Liturgia de terça-feira da III Semana da Quaresma
Comentário do padre Luís Matos Ferreira, Vigário Episcopal para a Pastoral e Pároco de S. Paulo
“Pedro aproximou-se de Jesus e perguntou-Lhe: «Se meu irmão me ofender, quantas vezes deverei perdoar-lhe? Até sete vezes?» Jesus respondeu: «Não te digo até sete vezes, mas até setenta vezes sete” (Mt 18, 21 – 22)
Tempo de Quaresma é tempo de conversão. Tempo de Quaresma é tempo de rever a vida para orientar tudo o que somos para o Senhor da vida. Tempo de Quaresma é tempo de perdão. Quaresma é tempo de perdoar e ser perdoado.
O cristianismo ensina-nos que Deus é bom e que nós devemos aprender e viver a bondade do Senhor. Porém, o pecado opõe-se à bondade que o Senhor nos pede. O pecado é sinónimo de egoísmo e de falta de perdão e, embora tantas vezes o peçamos ao Pai na oração que o Senhor nos ensinou, não o conseguimos viver na nossa vida.
Viver a experiência real do cristianismo é viver a experiência de sermos cristãos bons e perdoados, é viver o realismo de sermos pessoas que humildemente pedem perdão ao seu Senhor.
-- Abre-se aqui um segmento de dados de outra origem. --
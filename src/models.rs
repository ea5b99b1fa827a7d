use serde::{Deserialize, Serialize};

/// Document ingestion request (console and backend share the shape)
#[derive(Debug, Clone, Serialize, Deserialize)]
pub struct AddDocumentsRequest {
    pub contents: Vec<String>,
}

/// Crawl request (console and backend share the shape)
#[derive(Debug, Clone, Serialize, Deserialize)]
pub struct CrawlRequest {
    pub link: String,
}

/// Generic `{ "status": ... }` acknowledgement returned by `/add` and `/crawl`
#[derive(Debug, Clone, Default, Serialize, Deserialize)]
pub struct StatusResponse {
    #[serde(default)]
    pub status: String,
    /// Database the documents were written to (`/add` only)
    #[serde(default, skip_serializing_if = "Option::is_none")]
    pub database: Option<String>,
    #[serde(default, skip_serializing_if = "Option::is_none")]
    pub message: Option<String>,
}

/// Search request as posted by the console page
#[derive(Debug, Clone, Deserialize)]
pub struct SearchRequest {
    pub query: String,
    /// Falls back to the configured default
    pub limit: Option<usize>,
}

/// A single search hit. Which score field is set depends on the metric the
/// backend searched with.
#[derive(Debug, Clone, Serialize, Deserialize, PartialEq)]
pub struct SearchResult {
    pub id: i64,
    #[serde(default)]
    pub title: Option<String>,
    pub content: String,
    #[serde(default, skip_serializing_if = "Option::is_none")]
    pub similarity_percent: Option<f64>,
    #[serde(default, skip_serializing_if = "Option::is_none")]
    pub l2_distance: Option<f64>,
    #[serde(default, skip_serializing_if = "Option::is_none")]
    pub inner_product_score: Option<f64>,
}

impl SearchResult {
    /// The score the backend reported, with its label.
    pub fn score(&self) -> Option<(&'static str, f64)> {
        self.similarity_percent
            .map(|s| ("similarity_percent", s))
            .or(self.l2_distance.map(|s| ("l2_distance", s)))
            .or(self.inner_product_score.map(|s| ("inner_product_score", s)))
    }
}

/// Search response
#[derive(Debug, Clone, Serialize, Deserialize)]
pub struct SearchResponse {
    pub results: Vec<SearchResult>,
    #[serde(default, skip_serializing_if = "Option::is_none")]
    pub metric_used: Option<String>,
    #[serde(default, skip_serializing_if = "Option::is_none")]
    pub total_results: Option<usize>,
}

/// Prompt request as posted by the console page. Provider and API key come
/// from the persisted settings, not from the page.
#[derive(Debug, Clone, Deserialize)]
pub struct PromptRequest {
    pub prompt: String,
    #[serde(default)]
    pub model: Option<String>,
}

/// A retrieved document the answer was grounded on
#[derive(Debug, Clone, Serialize, Deserialize, PartialEq)]
pub struct Document {
    pub id: i64,
    #[serde(default)]
    pub title: Option<String>,
    pub content: String,
    #[serde(default, skip_serializing_if = "Option::is_none")]
    pub similarity_percent: Option<f64>,
}

/// Prompt response
#[derive(Debug, Clone, Serialize, Deserialize)]
pub struct PromptResponse {
    pub answer: String,
    #[serde(default)]
    pub docs: Vec<Document>,
}

#[cfg(test)]
mod tests {
    use super::*;

    #[test]
    fn test_search_result_picks_cosine_score() {
        let hit: SearchResult = serde_json::from_str(
            r#"{"id": 1, "title": "Document 1", "content": "abc", "similarity_percent": 87.5}"#,
        )
        .unwrap();
        assert_eq!(hit.score(), Some(("similarity_percent", 87.5)));
    }

    #[test]
    fn test_search_result_picks_l2_score() {
        let hit: SearchResult =
            serde_json::from_str(r#"{"id": 2, "title": null, "content": "abc", "l2_distance": 0.4}"#)
                .unwrap();
        assert_eq!(hit.score(), Some(("l2_distance", 0.4)));
        assert!(hit.title.is_none());
    }

    #[test]
    fn test_search_response_tolerates_missing_totals() {
        let resp: SearchResponse = serde_json::from_str(r#"{"results": []}"#).unwrap();
        assert!(resp.results.is_empty());
        assert!(resp.metric_used.is_none());
    }

    #[test]
    fn test_prompt_response_docs_default_empty() {
        let resp: PromptResponse = serde_json::from_str(r#"{"answer": "42"}"#).unwrap();
        assert_eq!(resp.answer, "42");
        assert!(resp.docs.is_empty());
    }

    #[test]
    fn test_status_response_with_database() {
        let resp: StatusResponse =
            serde_json::from_str(r#"{"status": "success", "database": "postgres"}"#).unwrap();
        assert_eq!(resp.status, "success");
        assert_eq!(resp.database.as_deref(), Some("postgres"));
    }
}
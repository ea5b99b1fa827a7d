use thiserror::Error;

use crate::settings::{DatabaseType, Metric};

/// Failure of a single load or save round trip with the backend.
///
/// Neither kind is retried automatically; the caller decides what to do.
#[derive(Error, Debug, Clone, PartialEq, Eq)]
pub enum SyncError {
    /// The request could not be sent, or the backend answered with a non-2xx status.
    #[error("network failure: {0}")]
    Network(String),

    /// The response body did not parse into a well-formed settings value.
    #[error("decode failure: {0}")]
    Decode(String),
}

impl SyncError {
    pub fn kind(&self) -> &'static str {
        match self {
            SyncError::Network(_) => "network_failure",
            SyncError::Decode(_) => "decode_failure",
        }
    }
}

/// A metric was requested that is not in the current database's domain.
#[derive(Error, Debug, Clone, Copy, PartialEq, Eq)]
#[error("metric {metric} is not available for database {database}")]
pub struct InvalidMetric {
    pub metric: Metric,
    pub database: DatabaseType,
}
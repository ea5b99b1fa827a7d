//! Typed client for the RAG backend's document endpoints.
//!
//! Settings load/save live in [`super::settings_api`]; everything here is a
//! thin JSON forwarder with no retries.

use std::time::Duration;

use anyhow::{Context, Result};
use serde::de::DeserializeOwned;
use serde::Serialize;

use crate::config::BackendConfig;
use crate::models::{
    AddDocumentsRequest, CrawlRequest, PromptResponse, SearchResponse, StatusResponse,
};
use crate::settings::LlmProvider;

#[derive(Debug, Clone)]
pub struct BackendClient {
    http: reqwest::Client,
    config: BackendConfig,
}

impl BackendClient {
    pub fn new(config: BackendConfig) -> Result<Self> {
        let http = reqwest::Client::builder()
            .connect_timeout(Duration::from_secs(config.connect_timeout_secs))
            .timeout(Duration::from_secs(config.timeout_secs))
            .build()
            .context("Failed to build backend HTTP client")?;
        Ok(Self { http, config })
    }

    pub fn base_url(&self) -> &str {
        &self.config.base_url
    }

    pub(crate) fn http(&self) -> &reqwest::Client {
        &self.http
    }

    pub(crate) fn endpoint(&self, path: &str) -> String {
        self.config.endpoint(path)
    }

    /// POST /add - ingest raw document texts
    pub async fn add_documents(&self, contents: &[String]) -> Result<StatusResponse> {
        let req = AddDocumentsRequest {
            contents: contents.to_vec(),
        };
        self.post_json("/add", &req).await
    }

    /// POST /search - semantic search with the backend's current metric
    pub async fn search(&self, query: &str, limit: usize) -> Result<SearchResponse> {
        let req = BackendSearchRequest { query, limit };
        self.post_json("/search", &req).await
    }

    /// POST /prompt - retrieval-augmented answer
    pub async fn prompt(
        &self,
        prompt: &str,
        provider: LlmProvider,
        model: Option<&str>,
        api_key: Option<&str>,
    ) -> Result<PromptResponse> {
        let req = BackendPromptRequest {
            prompt,
            provider,
            model,
            api_key,
        };
        self.post_json("/prompt", &req).await
    }

    /// POST /crawl - crawl a page and ingest its sections
    pub async fn crawl(&self, link: &str) -> Result<StatusResponse> {
        let req = CrawlRequest {
            link: link.to_string(),
        };
        self.post_json("/crawl", &req).await
    }

    async fn post_json<B: Serialize, T: DeserializeOwned>(&self, path: &str, body: &B) -> Result<T> {
        let url = self.endpoint(path);

        let resp = self
            .http
            .post(&url)
            .json(body)
            .send()
            .await
            .with_context(|| format!("Failed to call backend {path}"))?;

        if !resp.status().is_success() {
            let status = resp.status();
            let body = resp.text().await.unwrap_or_default();
            anyhow::bail!("Backend {path} returned {status}: {body}");
        }

        resp.json()
            .await
            .with_context(|| format!("Failed to parse backend {path} response"))
    }
}

#[derive(Serialize)]
struct BackendSearchRequest<'a> {
    query: &'a str,
    limit: usize,
}

#[derive(Serialize)]
struct BackendPromptRequest<'a> {
    prompt: &'a str,
    provider: LlmProvider,
    #[serde(skip_serializing_if = "Option::is_none")]
    model: Option<&'a str>,
    /// Always present on the wire, `null` when there is no key to send.
    #[serde(rename = "apiKey")]
    api_key: Option<&'a str>,
}

#[cfg(test)]
mod tests {
    use serde_json::json;

    use super::*;

    #[test]
    fn test_prompt_request_wire_shape() {
        let req = BackendPromptRequest {
            prompt: "what is rust?",
            provider: LlmProvider::OpenAi,
            model: None,
            api_key: Some("sk-1"),
        };
        assert_eq!(
            serde_json::to_value(&req).unwrap(),
            json!({"prompt": "what is rust?", "provider": "openai", "apiKey": "sk-1"})
        );
    }

    #[test]
    fn test_prompt_request_sends_null_key() {
        let req = BackendPromptRequest {
            prompt: "hi",
            provider: LlmProvider::Ollama,
            model: Some("llama3.2"),
            api_key: None,
        };
        let value = serde_json::to_value(&req).unwrap();
        assert_eq!(value["apiKey"], serde_json::Value::Null);
        assert_eq!(value["model"], "llama3.2");
    }

    #[test]
    fn test_endpoint_uses_configured_base() {
        let client = BackendClient::new(BackendConfig {
            base_url: "http://backend:7998".to_string(),
            ..BackendConfig::default()
        })
        .unwrap();
        assert_eq!(client.endpoint("/crawl"), "http://backend:7998/crawl");
        assert_eq!(client.base_url(), "http://backend:7998");
    }
}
Sabemos pedir perdão a Deus, mas muitas vezes não conseguimos perdoar ao nosso irmão. E quantas vezes devemos perdoar ao nosso irmão? “setenta vezes sete”. Jesus dá uma resposta com uma multiplicação de números concretos, mas que tem um resultado infinito, isto é, SEMPRE. A Quaresma é tempo de aprendermos a saber perdoar SEMPRE e perdoar TUDO: pedir perdão a Deus, pedir perdão a quem ofendi, pedir perdão a mim próprio, pedir perdão pelo que não fiz.
Tempo de Quaresma é tempo de nos aproximarmos de Jesus como Pedro e pedir: “Senhor, ajuda-me a perdoar”; “Senhor perdoa-me”; “Senhor que o meu irmão me perdoe”; “Senhor ajuda-me a viver diariamente a experiência do perdão, o Teu perdão”; “Senhor dá-me a graça de ser um filho que perdoa como o Pai”.
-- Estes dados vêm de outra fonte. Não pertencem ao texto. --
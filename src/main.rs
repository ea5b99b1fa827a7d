use tracing_subscriber::EnvFilter;

use rag_console::api;
use rag_console::config::Config;
use rag_console::state::AppState;

#[tokio::main]
async fn main() -> anyhow::Result<()> {
    // Initialize tracing
    tracing_subscriber::fmt()
        .with_env_filter(
            EnvFilter::try_from_default_env().unwrap_or_else(|_| EnvFilter::new("info")),
        )
        .init();

    let config = Config::from_env();
    let state = AppState::new(config.clone())?;
    tracing::info!("Backend: {}", state.backend.base_url());

    // A failed first load is not fatal: the page shows the error and offers a retry.
    if let Err(e) = api::settings::run_load(&state).await {
        tracing::warn!("Initial settings load failed, using defaults until reload: {e}");
    }

    let app = api::router(state);

    let listener = tokio::net::TcpListener::bind(&config.bind_addr).await?;
    tracing::info!("Console listening on {}", config.bind_addr);

    axum::serve(listener, app).await?;
    Ok(())
}
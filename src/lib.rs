//! # rag-console
//!
//! Console for a retrieval-augmented generation backend. It serves a single
//! forms page (document upload, search, crawl, prompt, settings) and forwards
//! each form to the backend over HTTP. Embedding, vector storage, crawling
//! and LLM calls all happen in the backend.
//!
//! ## Settings flow
//!
//! ```text
//!   forms page ──PATCH /api/settings──▶ SettingsStore (draft, local only)
//!        │                                   │
//!        ├──POST /api/settings/save─────────▶├──POST /update-settings──▶ backend
//!        └──POST /api/settings/reload───────▶└──GET  /load-settings───▶ backend
//! ```
//!
//! The store owns one draft and one persisted baseline. Database and metric
//! form a sum type so a metric can only ever be paired with a database whose
//! domain contains it.
//!
//! ## Module Overview
//!
//! - [`config`] - Environment-based configuration for the console and backend URL
//! - [`settings`] - Settings model, metric domains, wire shape, API-key advisory
//! - [`store`] - `SettingsStore`: draft/baseline state machine and sync with the backend
//! - [`backend`] - reqwest client for the backend: settings load/save and document endpoints
//! - [`models`] - Request/response types for the document endpoints
//! - [`api`] - Axum handlers for the forms page
//! - [`state`] - Shared application state holding the single store
//! - [`error`] - Sync and validation error types

pub mod api;
pub mod backend;
pub mod config;
pub mod error;
pub mod models;
pub mod settings;
pub mod state;
pub mod store;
A Quaresma neste ano 2020 será uma Quaresma única na história da Igreja. Será marcada pela privação da Eucaristia presencial, pela privação do contacto com as nossas comunidades paroquiais, pela privação do local de trabalho e do contacto real com os amigos e muitos de nós com os próprios familiares. Enfim, a Quaresma de 2020 será a Quaresma de “quarentena” como forma de nos prevenirmos contra a pandemia do coronavírus. Estamos isolados nas nossas casas, estamos privados da vida habitual, estamos impedidos de vivermos a experiência da fé habitual.
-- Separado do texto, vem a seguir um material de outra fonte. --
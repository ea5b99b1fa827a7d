//! Backend settings model.
//!
//! The wire shape is flat (`{ llmProvider, textEncoder, database, metric,
//! openAiApiKey? }`) but in memory the `database`/`metric` pair is a sum type:
//! each database carries its own metric type, so a metric can never be
//! paired with a database whose domain does not contain it.

use std::fmt;

use serde::{Deserialize, Serialize};

use crate::error::InvalidMetric;

pub const DEFAULT_TEXT_ENCODER: &str = "sentence-transformers/all-MiniLM-L6-v2";

/// Prefix OpenAI API keys usually carry. Checked only as an advisory.
pub const OPENAI_KEY_PREFIX: &str = "sk-";

#[derive(Debug, Clone, Copy, PartialEq, Eq, Serialize, Deserialize)]
#[serde(rename_all = "lowercase")]
pub enum LlmProvider {
    Ollama,
    OpenAi,
    Domdata,
}

impl LlmProvider {
    pub fn as_str(self) -> &'static str {
        match self {
            LlmProvider::Ollama => "ollama",
            LlmProvider::OpenAi => "openai",
            LlmProvider::Domdata => "domdata",
        }
    }
}

impl fmt::Display for LlmProvider {
    fn fmt(&self, f: &mut fmt::Formatter<'_>) -> fmt::Result {
        f.write_str(self.as_str())
    }
}

#[derive(Debug, Clone, Copy, PartialEq, Eq, Serialize, Deserialize)]
#[serde(rename_all = "lowercase")]
pub enum DatabaseType {
    Postgres,
    Mysql,
}

impl DatabaseType {
    pub fn as_str(self) -> &'static str {
        match self {
            DatabaseType::Postgres => "postgres",
            DatabaseType::Mysql => "mysql",
        }
    }

    /// Metric labels valid for this database.
    pub fn metrics(self) -> Vec<Metric> {
        match self {
            DatabaseType::Postgres => PostgresMetric::DOMAIN.iter().map(|m| m.metric()).collect(),
            DatabaseType::Mysql => MysqlMetric::DOMAIN.iter().map(|m| m.metric()).collect(),
        }
    }
}

impl fmt::Display for DatabaseType {
    fn fmt(&self, f: &mut fmt::Formatter<'_>) -> fmt::Result {
        f.write_str(self.as_str())
    }
}

/// A metric label as the user picks it, before it is checked against a domain.
#[derive(Debug, Clone, Copy, PartialEq, Eq, Serialize, Deserialize)]
#[serde(rename_all = "lowercase")]
pub enum Metric {
    Cosine,
    L2,
}

impl Metric {
    pub fn as_str(self) -> &'static str {
        match self {
            Metric::Cosine => "cosine",
            Metric::L2 => "l2",
        }
    }
}

impl fmt::Display for Metric {
    fn fmt(&self, f: &mut fmt::Formatter<'_>) -> fmt::Result {
        f.write_str(self.as_str())
    }
}

/// The set of metrics one database supports.
pub trait MetricDomain: Copy + Sized + 'static {
    const DOMAIN: &'static [Self];
    const DEFAULT: Self;

    fn metric(self) -> Metric;

    fn from_metric(metric: Metric) -> Option<Self> {
        Self::DOMAIN.iter().copied().find(|m| m.metric() == metric)
    }
}

#[derive(Debug, Clone, Copy, PartialEq, Eq, Serialize, Deserialize)]
#[serde(rename_all = "lowercase")]
pub enum PostgresMetric {
    Cosine,
    L2,
}

impl MetricDomain for PostgresMetric {
    const DOMAIN: &'static [Self] = &[PostgresMetric::Cosine, PostgresMetric::L2];
    const DEFAULT: Self = PostgresMetric::Cosine;

    fn metric(self) -> Metric {
        match self {
            PostgresMetric::Cosine => Metric::Cosine,
            PostgresMetric::L2 => Metric::L2,
        }
    }
}

#[derive(Debug, Clone, Copy, PartialEq, Eq, Serialize, Deserialize)]
#[serde(rename_all = "lowercase")]
pub enum MysqlMetric {
    Cosine,
    L2,
}

impl MetricDomain for MysqlMetric {
    const DOMAIN: &'static [Self] = &[MysqlMetric::Cosine, MysqlMetric::L2];
    const DEFAULT: Self = MysqlMetric::Cosine;

    fn metric(self) -> Metric {
        match self {
            MysqlMetric::Cosine => Metric::Cosine,
            MysqlMetric::L2 => Metric::L2,
        }
    }
}

/// Database choice together with a metric from that database's domain.
#[derive(Debug, Clone, Copy, PartialEq, Eq, Serialize, Deserialize)]
#[serde(tag = "database", rename_all = "lowercase")]
pub enum VectorDatabase {
    Postgres { metric: PostgresMetric },
    Mysql { metric: MysqlMetric },
}

impl VectorDatabase {
    /// The database with its domain's default metric.
    pub fn with_default_metric(database: DatabaseType) -> Self {
        match database {
            DatabaseType::Postgres => VectorDatabase::Postgres {
                metric: PostgresMetric::DEFAULT,
            },
            DatabaseType::Mysql => VectorDatabase::Mysql {
                metric: MysqlMetric::DEFAULT,
            },
        }
    }

    pub fn database(&self) -> DatabaseType {
        match self {
            VectorDatabase::Postgres { .. } => DatabaseType::Postgres,
            VectorDatabase::Mysql { .. } => DatabaseType::Mysql,
        }
    }

    pub fn metric(&self) -> Metric {
        match self {
            VectorDatabase::Postgres { metric } => metric.metric(),
            VectorDatabase::Mysql { metric } => metric.metric(),
        }
    }

    /// Move to `database`, keeping the current metric when the new domain has
    /// it and falling back to the new domain's default otherwise.
    pub fn switch_to(&self, database: DatabaseType) -> Self {
        let current = self.metric();
        match database {
            DatabaseType::Postgres => VectorDatabase::Postgres {
                metric: PostgresMetric::from_metric(current).unwrap_or(PostgresMetric::DEFAULT),
            },
            DatabaseType::Mysql => VectorDatabase::Mysql {
                metric: MysqlMetric::from_metric(current).unwrap_or(MysqlMetric::DEFAULT),
            },
        }
    }

    pub fn with_metric(&self, metric: Metric) -> Result<Self, InvalidMetric> {
        let invalid = InvalidMetric {
            metric,
            database: self.database(),
        };
        match self {
            VectorDatabase::Postgres { .. } => PostgresMetric::from_metric(metric)
                .map(|metric| VectorDatabase::Postgres { metric })
                .ok_or(invalid),
            VectorDatabase::Mysql { .. } => MysqlMetric::from_metric(metric)
                .map(|metric| VectorDatabase::Mysql { metric })
                .ok_or(invalid),
        }
    }
}

/// The backend configuration, replaced wholesale on every save.
#[derive(Debug, Clone, PartialEq, Eq, Serialize, Deserialize)]
#[serde(rename_all = "camelCase")]
pub struct Settings {
    pub llm_provider: LlmProvider,
    #[serde(default = "default_text_encoder")]
    pub text_encoder: String,
    #[serde(flatten)]
    pub database: VectorDatabase,
    /// Only meaningful while `llm_provider` is OpenAI; kept otherwise.
    #[serde(default, skip_serializing_if = "Option::is_none")]
    pub open_ai_api_key: Option<String>,
}

fn default_text_encoder() -> String {
    DEFAULT_TEXT_ENCODER.to_string()
}

impl Default for Settings {
    fn default() -> Self {
        Self {
            llm_provider: LlmProvider::Ollama,
            text_encoder: default_text_encoder(),
            database: VectorDatabase::with_default_metric(DatabaseType::Postgres),
            open_ai_api_key: None,
        }
    }
}

impl Settings {
    pub fn database_type(&self) -> DatabaseType {
        self.database.database()
    }

    pub fn metric(&self) -> Metric {
        self.database.metric()
    }

    /// The API key, but only while the provider is OpenAI.
    pub fn effective_api_key(&self) -> Option<&str> {
        match self.llm_provider {
            LlmProvider::OpenAi => self.open_ai_api_key.as_deref(),
            _ => None,
        }
    }

    /// Advisory message when the OpenAI key does not look like one.
    /// Never blocks a save.
    pub fn api_key_warning(&self) -> Option<&'static str> {
        match self.effective_api_key() {
            Some(key) if !key.is_empty() && !key.starts_with(OPENAI_KEY_PREFIX) => {
                Some("OpenAI API keys typically start with \"sk-\"")
            }
            _ => None,
        }
    }

    /// Copy with the API key removed, for display.
    pub fn redacted(&self) -> Settings {
        Settings {
            open_ai_api_key: None,
            ..self.clone()
        }
    }
}
//! The rasterization core: frame buffer, triangle rasterizer, and fragment
//! shading.

pub mod framebuffer;
pub mod rasterizer;
pub mod shader;

pub use framebuffer::FrameBuffer;
pub use rasterizer::{Rasterizer, Triangle};
pub use shader::{FragmentShader, PhongShader};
Neste contexto de isolamento social a Quaresma 2020 poderá e deverá ser o tempo para cada um de nós poder aproveitar e fazer a experiência duma boa revisão de vida e poder viver interiormente a conta do perdão: “setenta vezes sete”.
Na nossa oração pessoal e familiar que podemos fazer nas nossas casas nesta hora difícil para Portugal e para muitos países do nosso mundo, peçamos ao Senhor com insistência, com coração humilde e contrito e com um interior desejo de perdão a oração de Azarias: «Por amor do vosso nome, Senhor, não nos abandoneis para sempre e não anuleis a vossa aliança» (Dan 3, 24 – 25). A oração do puro de coração, a oração de quem pede perdão porque vive o perdão, a oração simples mas insistente e suplicante junto do Senhor tem muito poder. Isolados mas não sós; privados mas em comunhão.
Quaresma 2020 será diferente: será a Quaresma da minha, da nossa conversão no perdão.
Quaresma 2020 será marcada pela pandemia do coronavírus que atingirá mortalmente muitas pessoas. Porém, poderá fazer-se o milagre do “vírus” da minha falta de perdão, do meu limitado perdão, ser curado na Quaresma 2020. «Não nos deixeis ficar envergonhados, mas tratai-nos segundo a vossa bondade e segundo a abundância da vossa misericórdia. Livrai-nos pelo vosso admirável poder e dai glória, Senhor, ao vosso nome» (Dan 3, 42 – 43).
Quaresma 2020: tempo único de um vírus que me pode ajudar a viver o PERDÃO.